Write each line exactly, from the line that holds "pub mod index;" through the final line of the material, and no other line.

....

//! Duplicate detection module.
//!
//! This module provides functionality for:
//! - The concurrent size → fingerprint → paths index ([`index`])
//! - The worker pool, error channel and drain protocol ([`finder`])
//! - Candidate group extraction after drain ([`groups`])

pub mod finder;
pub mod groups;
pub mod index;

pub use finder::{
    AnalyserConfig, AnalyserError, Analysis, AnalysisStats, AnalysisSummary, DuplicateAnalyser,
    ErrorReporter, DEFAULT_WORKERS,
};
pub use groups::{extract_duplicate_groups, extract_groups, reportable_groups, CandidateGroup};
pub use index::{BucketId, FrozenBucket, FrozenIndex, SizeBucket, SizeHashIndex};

....

**SOLUTION FOR THIS PROBLEM:**
pub mod index;

pub use finder::{
    AnalyserConfig, AnalyserError, Analysis, AnalysisStats, AnalysisSummary, DuplicateAnalyser,
    ErrorReporter, DEFAULT_WORKERS,
};
pub use groups::{extract_duplicate_groups, extract_groups, reportable_groups, CandidateGroup};
pub use index::{BucketId, FrozenBucket, FrozenIndex, SizeBucket, SizeHashIndex};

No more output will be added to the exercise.